Start of DATA SHOWN

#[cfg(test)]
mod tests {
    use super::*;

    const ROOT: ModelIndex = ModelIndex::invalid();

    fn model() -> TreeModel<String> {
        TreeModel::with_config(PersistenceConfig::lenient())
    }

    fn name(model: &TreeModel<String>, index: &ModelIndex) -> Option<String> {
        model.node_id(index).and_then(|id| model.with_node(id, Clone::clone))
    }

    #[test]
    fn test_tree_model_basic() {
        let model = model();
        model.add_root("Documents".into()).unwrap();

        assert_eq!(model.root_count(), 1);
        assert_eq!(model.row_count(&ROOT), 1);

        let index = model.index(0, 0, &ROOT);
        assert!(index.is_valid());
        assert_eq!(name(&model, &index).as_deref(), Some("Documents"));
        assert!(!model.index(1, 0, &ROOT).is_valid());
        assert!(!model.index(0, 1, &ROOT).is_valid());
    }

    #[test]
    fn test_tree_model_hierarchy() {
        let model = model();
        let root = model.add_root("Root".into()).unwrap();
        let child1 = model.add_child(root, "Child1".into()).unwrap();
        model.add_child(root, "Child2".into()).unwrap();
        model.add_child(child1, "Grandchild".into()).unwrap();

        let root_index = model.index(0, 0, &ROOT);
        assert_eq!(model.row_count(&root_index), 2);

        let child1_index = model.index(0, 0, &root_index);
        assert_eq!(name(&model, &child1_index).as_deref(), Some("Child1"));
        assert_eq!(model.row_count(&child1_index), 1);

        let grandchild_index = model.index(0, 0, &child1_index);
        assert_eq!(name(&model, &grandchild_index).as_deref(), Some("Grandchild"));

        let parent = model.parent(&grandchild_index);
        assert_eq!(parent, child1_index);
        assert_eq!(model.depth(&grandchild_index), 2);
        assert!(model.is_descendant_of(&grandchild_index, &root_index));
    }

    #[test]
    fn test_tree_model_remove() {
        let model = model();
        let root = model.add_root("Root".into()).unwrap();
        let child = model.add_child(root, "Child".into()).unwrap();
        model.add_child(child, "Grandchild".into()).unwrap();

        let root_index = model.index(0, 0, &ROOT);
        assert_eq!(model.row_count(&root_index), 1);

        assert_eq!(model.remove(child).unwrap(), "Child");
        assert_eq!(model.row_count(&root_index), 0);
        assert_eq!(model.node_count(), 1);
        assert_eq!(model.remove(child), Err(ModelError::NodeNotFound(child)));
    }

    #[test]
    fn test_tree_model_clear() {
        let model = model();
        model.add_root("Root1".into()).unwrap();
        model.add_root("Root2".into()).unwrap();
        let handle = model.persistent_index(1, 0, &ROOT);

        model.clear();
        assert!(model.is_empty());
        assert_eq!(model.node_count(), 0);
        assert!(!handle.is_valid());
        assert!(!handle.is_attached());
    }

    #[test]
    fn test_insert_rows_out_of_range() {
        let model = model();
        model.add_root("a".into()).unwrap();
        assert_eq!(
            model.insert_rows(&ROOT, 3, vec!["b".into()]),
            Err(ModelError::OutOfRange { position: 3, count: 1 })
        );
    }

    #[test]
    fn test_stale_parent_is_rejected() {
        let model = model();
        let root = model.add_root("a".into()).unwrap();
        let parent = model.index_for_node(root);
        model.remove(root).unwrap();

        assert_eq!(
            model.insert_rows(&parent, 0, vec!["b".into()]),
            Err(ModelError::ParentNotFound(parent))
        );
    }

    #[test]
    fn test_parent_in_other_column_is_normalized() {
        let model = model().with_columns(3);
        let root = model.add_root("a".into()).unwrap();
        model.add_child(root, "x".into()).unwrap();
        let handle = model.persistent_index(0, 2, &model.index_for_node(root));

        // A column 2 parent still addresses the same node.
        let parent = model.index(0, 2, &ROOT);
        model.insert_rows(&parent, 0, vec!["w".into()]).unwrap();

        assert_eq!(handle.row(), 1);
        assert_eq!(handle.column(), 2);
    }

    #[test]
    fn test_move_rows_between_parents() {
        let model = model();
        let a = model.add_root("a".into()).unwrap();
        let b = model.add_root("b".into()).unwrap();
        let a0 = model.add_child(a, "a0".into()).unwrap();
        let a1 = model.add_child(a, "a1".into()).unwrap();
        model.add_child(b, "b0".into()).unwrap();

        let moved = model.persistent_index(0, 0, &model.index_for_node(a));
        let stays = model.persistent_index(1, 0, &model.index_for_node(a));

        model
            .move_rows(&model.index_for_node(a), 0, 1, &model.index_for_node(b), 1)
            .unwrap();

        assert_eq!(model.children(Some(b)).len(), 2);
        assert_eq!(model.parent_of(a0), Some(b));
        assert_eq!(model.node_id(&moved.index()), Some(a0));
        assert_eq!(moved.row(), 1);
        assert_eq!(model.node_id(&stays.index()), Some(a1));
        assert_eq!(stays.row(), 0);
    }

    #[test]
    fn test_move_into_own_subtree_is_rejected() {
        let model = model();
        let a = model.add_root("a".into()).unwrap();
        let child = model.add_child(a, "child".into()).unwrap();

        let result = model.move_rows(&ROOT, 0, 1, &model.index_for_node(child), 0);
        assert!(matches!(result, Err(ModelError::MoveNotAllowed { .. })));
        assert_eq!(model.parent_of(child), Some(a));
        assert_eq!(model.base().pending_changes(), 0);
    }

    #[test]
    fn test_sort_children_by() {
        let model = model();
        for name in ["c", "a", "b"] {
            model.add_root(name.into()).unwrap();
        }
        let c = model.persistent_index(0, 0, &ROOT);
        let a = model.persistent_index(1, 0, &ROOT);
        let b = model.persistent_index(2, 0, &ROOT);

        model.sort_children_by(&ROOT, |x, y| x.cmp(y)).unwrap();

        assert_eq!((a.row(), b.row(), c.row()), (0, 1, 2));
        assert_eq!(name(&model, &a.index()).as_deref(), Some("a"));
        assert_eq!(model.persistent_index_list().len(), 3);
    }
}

End of DATA SHOWN

**TASK TO COMPLETE:** An exact copy of every line above is needed.

**ANSWER BELOW:**
#[cfg(test)]
mod tests {
    use super::*;

    const ROOT: ModelIndex = ModelIndex::invalid();

    fn model() -> TreeModel<String> {
        TreeModel::with_config(PersistenceConfig::lenient())
    }

    fn name(model: &TreeModel<String>, index: &ModelIndex) -> Option<String> {
        model.node_id(index).and_then(|id| model.with_node(id, Clone::clone))
    }

    #[test]
    fn test_tree_model_basic() {
        let model = model();
        model.add_root("Documents".into()).unwrap();

        assert_eq!(model.root_count(), 1);
        assert_eq!(model.row_count(&ROOT), 1);

        let index = model.index(0, 0, &ROOT);
        assert!(index.is_valid());
        assert_eq!(name(&model, &index).as_deref(), Some("Documents"));
        assert!(!model.index(1, 0, &ROOT).is_valid());
        assert!(!model.index(0, 1, &ROOT).is_valid());
    }

    #[test]
    fn test_tree_model_hierarchy() {
        let model = model();
        let root = model.add_root("Root".into()).unwrap();
        let child1 = model.add_child(root, "Child1".into()).unwrap();
        model.add_child(root, "Child2".into()).unwrap();
        model.add_child(child1, "Grandchild".into()).unwrap();

        let root_index = model.index(0, 0, &ROOT);
        assert_eq!(model.row_count(&root_index), 2);

        let child1_index = model.index(0, 0, &root_index);
        assert_eq!(name(&model, &child1_index).as_deref(), Some("Child1"));
        assert_eq!(model.row_count(&child1_index), 1);

        let grandchild_index = model.index(0, 0, &child1_index);
        assert_eq!(name(&model, &grandchild_index).as_deref(), Some("Grandchild"));

        let parent = model.parent(&grandchild_index);
        assert_eq!(parent, child1_index);
        assert_eq!(model.depth(&grandchild_index), 2);
        assert!(model.is_descendant_of(&grandchild_index, &root_index));
    }

    #[test]
    fn test_tree_model_remove() {
        let model = model();
        let root = model.add_root("Root".into()).unwrap();
        let child = model.add_child(root, "Child".into()).unwrap();
        model.add_child(child, "Grandchild".into()).unwrap();

        let root_index = model.index(0, 0, &ROOT);
        assert_eq!(model.row_count(&root_index), 1);

        assert_eq!(model.remove(child).unwrap(), "Child");
        assert_eq!(model.row_count(&root_index), 0);
        assert_eq!(model.node_count(), 1);
        assert_eq!(model.remove(child), Err(ModelError::NodeNotFound(child)));
    }

    #[test]
    fn test_tree_model_clear() {
        let model = model();
        model.add_root("Root1".into()).unwrap();
        model.add_root("Root2".into()).unwrap();
        let handle = model.persistent_index(1, 0, &ROOT);

        model.clear();
        assert!(model.is_empty());
        assert_eq!(model.node_count(), 0);
        assert!(!handle.is_valid());
        assert!(!handle.is_attached());
    }

    #[test]
    fn test_insert_rows_out_of_range() {
        let model = model();
        model.add_root("a".into()).unwrap();
        assert_eq!(
            model.insert_rows(&ROOT, 3, vec!["b".into()]),
            Err(ModelError::OutOfRange { position: 3, count: 1 })
        );
    }

    #[test]
    fn test_stale_parent_is_rejected() {
        let model = model();
        let root = model.add_root("a".into()).unwrap();
        let parent = model.index_for_node(root);
        model.remove(root).unwrap();

        assert_eq!(
            model.insert_rows(&parent, 0, vec!["b".into()]),
            Err(ModelError::ParentNotFound(parent))
        );
    }

    #[test]
    fn test_parent_in_other_column_is_normalized() {
        let model = model().with_columns(3);
        let root = model.add_root("a".into()).unwrap();
        model.add_child(root, "x".into()).unwrap();
        let handle = model.persistent_index(0, 2, &model.index_for_node(root));

        // A column 2 parent still addresses the same node.
        let parent = model.index(0, 2, &ROOT);
        model.insert_rows(&parent, 0, vec!["w".into()]).unwrap();

        assert_eq!(handle.row(), 1);
        assert_eq!(handle.column(), 2);
    }

    #[test]
    fn test_move_rows_between_parents() {
        let model = model();
        let a = model.add_root("a".into()).unwrap();
        let b = model.add_root("b".into()).unwrap();
        let a0 = model.add_child(a, "a0".into()).unwrap();
        let a1 = model.add_child(a, "a1".into()).unwrap();
        model.add_child(b, "b0".into()).unwrap();

        let moved = model.persistent_index(0, 0, &model.index_for_node(a));
        let stays = model.persistent_index(1, 0, &model.index_for_node(a));

        model
            .move_rows(&model.index_for_node(a), 0, 1, &model.index_for_node(b), 1)
            .unwrap();

        assert_eq!(model.children(Some(b)).len(), 2);
        assert_eq!(model.parent_of(a0), Some(b));
        assert_eq!(model.node_id(&moved.index()), Some(a0));
        assert_eq!(moved.row(), 1);
        assert_eq!(model.node_id(&stays.index()), Some(a1));
        assert_eq!(stays.row(), 0);
    }

    #[test]
    fn test_move_into_own_subtree_is_rejected() {
        let model = model();
        let a = model.add_root("a".into()).unwrap();
        let child = model.add_child(a, "child".into()).unwrap();

        let result = model.move_rows(&ROOT, 0, 1, &model.index_for_node(child), 0);
        assert!(matches!(result, Err(ModelError::MoveNotAllowed { .. })));
        assert_eq!(model.parent_of(child), Some(a));
        assert_eq!(model.base().pending_changes(), 0);
    }

    #[test]
    fn test_sort_children_by() {
        let model = model();
        for name in ["c", "a", "b"] {
            model.add_root(name.into()).unwrap();
        }
        let c = model.persistent_index(0, 0, &ROOT);
        let a = model.persistent_index(1, 0, &ROOT);
        let b = model.persistent_index(2, 0, &ROOT);

        model.sort_children_by(&ROOT, |x, y| x.cmp(y)).unwrap();

        assert_eq!((a.row(), b.row(), c.row()), (0, 1, 2));
        assert_eq!(name(&model, &a.index()).as_deref(), Some("a"));
        assert_eq!(model.persistent_index_list().len(), 3);
    }
}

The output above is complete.